(Task goal): Write out the records below once more, exactly as they stand.

(Supplied information):
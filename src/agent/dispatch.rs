use super::protocol::{AgentLogLevel, Frame, FrameKind};
use crate::runtime::{AgentIncident, Collaborators, Cue, LoopContext, QueuedSignal};
use crate::{log_agent, log_debug, log_debug_content};
use std::collections::HashMap;

/// Per-kind counters kept across the session.
#[derive(Debug, Default, Clone)]
pub struct DispatchStats {
    pub by_kind: HashMap<FrameKind, u64>,
    pub late_responses: u64,
}

impl DispatchStats {
    pub fn count(&self, kind: FrameKind) -> u64 {
        self.by_kind.get(&kind).copied().unwrap_or(0)
    }
}

/// Routes decoded frames to their consumers. Never blocks: anything that
/// needs user interaction is queued on the context and handled by the loop.
#[derive(Default)]
pub struct AgentDispatcher {
    stats: DispatchStats,
}

impl AgentDispatcher {
    pub fn new() -> Self {
        Self::default()
    }

    pub fn stats(&self) -> &DispatchStats {
        &self.stats
    }

    pub fn dispatch(&mut self, frame: Frame, ctx: &mut LoopContext, collab: &mut Collaborators) {
        *self.stats.by_kind.entry(frame.kind()).or_default() += 1;
        match frame {
            Frame::Response { id, body } => {
                if ctx.pending_requests.remove(&id).is_some() {
                    ctx.pending_responses.insert(id, body);
                } else {
                    self.stats.late_responses += 1;
                    log_debug(&format!("dropping response {id}: no request outstanding"));
                }
            }
            Frame::Notification { body } => {
                if !ctx.notify_callback(&body) {
                    collab.notifications.process(&body);
                }
            }
            Frame::SocketCreate(payload) => {
                ctx.sockets.create.insert(payload.id, payload.body);
            }
            Frame::SocketWrite(payload) => {
                ctx.sockets.write.insert(payload.id, payload.body);
            }
            Frame::SocketRead(payload) => {
                ctx.sockets.read.insert(payload.id, payload.body);
            }
            Frame::SocketClose(payload) => {
                ctx.sockets.close.insert(payload.id, payload.body);
            }
            Frame::Tray => {
                tracing::info!("restored from tray");
                ctx.flags.tray_restored = true;
            }
            Frame::Alarm => {
                tracing::info!("alarm");
                ctx.flags.alarm = true;
            }
            Frame::StatusMessage {
                text,
                level,
                time,
                msgs,
            } => {
                if let Some(count) = msgs {
                    ctx.unread_messages = count;
                }
                if let Some(text) = text {
                    forward_log(level.unwrap_or_default(), &text, time);
                }
            }
            Frame::Log { level, text, time } => forward_log(level, &text, time),
            Frame::Signal {
                sender,
                appid,
                packet,
            } => {
                ctx.signals.push_back(QueuedSignal {
                    sender,
                    app_id: appid,
                    packet,
                });
            }
            Frame::Error { text, loc } => {
                tracing::error!(location = loc.as_deref().unwrap_or(""), "agent: {text}");
                log_debug("agent reported an internal error");
                log_debug_content(&format!("agent error: {text}"));
                ctx.incidents.push_back(AgentIncident {
                    message: text,
                    location: loc,
                });
            }
            Frame::Unknown { tag } => {
                tracing::warn!(kind = tag.as_str(), "agent unknown data");
                log_debug(&format!("agent unknown data: {tag}"));
                collab.presenter.play(Cue::Failure);
            }
        }
    }
}

fn forward_log(level: AgentLogLevel, text: &str, time: Option<f64>) {
    let agent_time = time.unwrap_or_default();
    match level {
        AgentLogLevel::Debug => tracing::debug!(agent_time, "agent: {text}"),
        AgentLogLevel::Info => tracing::info!(agent_time, "agent: {text}"),
        AgentLogLevel::Warning => tracing::warn!(agent_time, "agent: {text}"),
        AgentLogLevel::Error => tracing::error!(agent_time, "agent: {text}"),
    }
    log_agent(level.as_str(), text, time);
}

(Written response):
filename src/agent/dispatch.rs
use super::protocol::{AgentLogLevel, Frame, FrameKind};
use crate::runtime::{AgentIncident, Collaborators, Cue, LoopContext, QueuedSignal};
use crate::{log_agent, log_debug, log_debug_content};
use std::collections::HashMap;

/// Per-kind counters kept across the session.
#[derive(Debug, Default, Clone)]
pub struct DispatchStats {
    pub by_kind: HashMap<FrameKind, u64>,
    pub late_responses: u64,
}

impl DispatchStats {
    pub fn count(&self, kind: FrameKind) -> u64 {
        self.by_kind.get(&kind).copied().unwrap_or(0)
    }
}

/// Routes decoded frames to their consumers. Never blocks: anything that
/// needs user interaction is queued on the context and handled by the loop.
#[derive(Default)]
pub struct AgentDispatcher {
    stats: DispatchStats,
}

impl AgentDispatcher {
    pub fn new() -> Self {
        Self::default()
    }

    pub fn stats(&self) -> &DispatchStats {
        &self.stats
    }

    pub fn dispatch(&mut self, frame: Frame, ctx: &mut LoopContext, collab: &mut Collaborators) {
        *self.stats.by_kind.entry(frame.kind()).or_default() += 1;
        match frame {
            Frame::Response { id, body } => {
                if ctx.pending_requests.remove(&id).is_some() {
                    ctx.pending_responses.insert(id, body);
                } else {
                    self.stats.late_responses += 1;
                    log_debug(&format!("dropping response {id}: no request outstanding"));
                }
            }
            Frame::Notification { body } => {
                if !ctx.notify_callback(&body) {
                    collab.notifications.process(&body);
                }
            }
            Frame::SocketCreate(payload) => {
                ctx.sockets.create.insert(payload.id, payload.body);
            }
            Frame::SocketWrite(payload) => {
                ctx.sockets.write.insert(payload.id, payload.body);
            }
            Frame::SocketRead(payload) => {
                ctx.sockets.read.insert(payload.id, payload.body);
            }
            Frame::SocketClose(payload) => {
                ctx.sockets.close.insert(payload.id, payload.body);
            }
            Frame::Tray => {
                tracing::info!("restored from tray");
                ctx.flags.tray_restored = true;
            }
            Frame::Alarm => {
                tracing::info!("alarm");
                ctx.flags.alarm = true;
            }
            Frame::StatusMessage {
                text,
                level,
                time,
                msgs,
            } => {
                if let Some(count) = msgs {
                    ctx.unread_messages = count;
                }
                if let Some(text) = text {
                    forward_log(level.unwrap_or_default(), &text, time);
                }
            }
            Frame::Log { level, text, time } => forward_log(level, &text, time),
            Frame::Signal {
                sender,
                appid,
                packet,
            } => {
                ctx.signals.push_back(QueuedSignal {
                    sender,
                    app_id: appid,
                    packet,
                });
            }
            Frame::Error { text, loc } => {
                tracing::error!(location = loc.as_deref().unwrap_or(""), "agent: {text}");
                log_debug("agent reported an internal error");
                log_debug_content(&format!("agent error: {text}"));
                ctx.incidents.push_back(AgentIncident {
                    message: text,
                    location: loc,
                });
            }
            Frame::Unknown { tag } => {
                tracing::warn!(kind = tag.as_str(), "agent unknown data");
                log_debug(&format!("agent unknown data: {tag}"));
                collab.presenter.play(Cue::Failure);
            }
        }
    }
}

fn forward_log(level: AgentLogLevel, text: &str, time: Option<f64>) {
    let agent_time = time.unwrap_or_default();
    match level {
        AgentLogLevel::Debug => tracing::debug!(agent_time, "agent: {text}"),
        AgentLogLevel::Info => tracing::info!(agent_time, "agent: {text}"),
        AgentLogLevel::Warning => tracing::warn!(agent_time, "agent: {text}"),
        AgentLogLevel::Error => tracing::error!(agent_time, "agent: {text}"),
    }
    log_agent(level.as_str(), text, time);
}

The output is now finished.